Send back the entries below exactly as they appear.
+ + + + +
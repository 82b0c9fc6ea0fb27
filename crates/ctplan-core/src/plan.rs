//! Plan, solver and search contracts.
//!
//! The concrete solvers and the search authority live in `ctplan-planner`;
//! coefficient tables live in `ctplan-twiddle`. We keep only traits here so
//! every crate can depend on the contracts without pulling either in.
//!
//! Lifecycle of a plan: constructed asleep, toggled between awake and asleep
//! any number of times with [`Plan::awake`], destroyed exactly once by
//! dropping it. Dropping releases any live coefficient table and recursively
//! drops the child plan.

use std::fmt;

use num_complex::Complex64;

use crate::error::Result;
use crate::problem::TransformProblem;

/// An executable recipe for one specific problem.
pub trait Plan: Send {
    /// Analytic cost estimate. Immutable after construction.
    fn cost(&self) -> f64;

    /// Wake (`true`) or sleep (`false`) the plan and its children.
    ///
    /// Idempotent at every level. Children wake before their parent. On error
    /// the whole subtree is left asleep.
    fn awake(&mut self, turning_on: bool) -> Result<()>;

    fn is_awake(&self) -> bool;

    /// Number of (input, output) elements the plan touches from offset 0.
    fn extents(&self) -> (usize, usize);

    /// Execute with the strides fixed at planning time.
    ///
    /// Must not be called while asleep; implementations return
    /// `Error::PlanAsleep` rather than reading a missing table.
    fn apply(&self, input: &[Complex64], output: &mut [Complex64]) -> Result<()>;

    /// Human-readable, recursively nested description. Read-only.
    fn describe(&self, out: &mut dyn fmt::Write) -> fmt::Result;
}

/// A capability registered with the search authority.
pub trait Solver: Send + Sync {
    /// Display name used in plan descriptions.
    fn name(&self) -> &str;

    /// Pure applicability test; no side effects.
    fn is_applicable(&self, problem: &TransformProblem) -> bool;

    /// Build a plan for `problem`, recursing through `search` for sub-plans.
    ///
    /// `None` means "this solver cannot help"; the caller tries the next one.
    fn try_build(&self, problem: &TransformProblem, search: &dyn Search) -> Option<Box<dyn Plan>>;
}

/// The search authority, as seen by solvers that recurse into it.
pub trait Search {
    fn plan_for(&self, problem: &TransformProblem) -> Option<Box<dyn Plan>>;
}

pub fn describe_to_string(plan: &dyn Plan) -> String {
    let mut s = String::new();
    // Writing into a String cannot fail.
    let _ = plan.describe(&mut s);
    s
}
+ + + + +
*RESPONSE:*
repository 82b0c9fc6ea0fb27
filename crates/ctplan-core/src/plan.rs
//! Plan, solver and search contracts.
//!
//! The concrete solvers and the search authority live in `ctplan-planner`;
//! coefficient tables live in `ctplan-twiddle`. We keep only traits here so
//! every crate can depend on the contracts without pulling either in.
//!
//! Lifecycle of a plan: constructed asleep, toggled between awake and asleep
//! any number of times with [`Plan::awake`], destroyed exactly once by
//! dropping it. Dropping releases any live coefficient table and recursively
//! drops the child plan.

use std::fmt;

use num_complex::Complex64;

use crate::error::Result;
use crate::problem::TransformProblem;

/// An executable recipe for one specific problem.
pub trait Plan: Send {
    /// Analytic cost estimate. Immutable after construction.
    fn cost(&self) -> f64;

    /// Wake (`true`) or sleep (`false`) the plan and its children.
    ///
    /// Idempotent at every level. Children wake before their parent. On error
    /// the whole subtree is left asleep.
    fn awake(&mut self, turning_on: bool) -> Result<()>;

    fn is_awake(&self) -> bool;

    /// Number of (input, output) elements the plan touches from offset 0.
    fn extents(&self) -> (usize, usize);

    /// Execute with the strides fixed at planning time.
    ///
    /// Must not be called while asleep; implementations return
    /// `Error::PlanAsleep` rather than reading a missing table.
    fn apply(&self, input: &[Complex64], output: &mut [Complex64]) -> Result<()>;

    /// Human-readable, recursively nested description. Read-only.
    fn describe(&self, out: &mut dyn fmt::Write) -> fmt::Result;
}

/// A capability registered with the search authority.
pub trait Solver: Send + Sync {
    /// Display name used in plan descriptions.
    fn name(&self) -> &str;

    /// Pure applicability test; no side effects.
    fn is_applicable(&self, problem: &TransformProblem) -> bool;

    /// Build a plan for `problem`, recursing through `search` for sub-plans.
    ///
    /// `None` means "this solver cannot help"; the caller tries the next one.
    fn try_build(&self, problem: &TransformProblem, search: &dyn Search) -> Option<Box<dyn Plan>>;
}

/// The search authority, as seen by solvers that recurse into it.
pub trait Search {
    fn plan_for(&self, problem: &TransformProblem) -> Option<Box<dyn Plan>>;
}

pub fn describe_to_string(plan: &dyn Plan) -> String {
    let mut s = String::new();
    // Writing into a String cannot fail.
    let _ = plan.describe(&mut s);
    s
}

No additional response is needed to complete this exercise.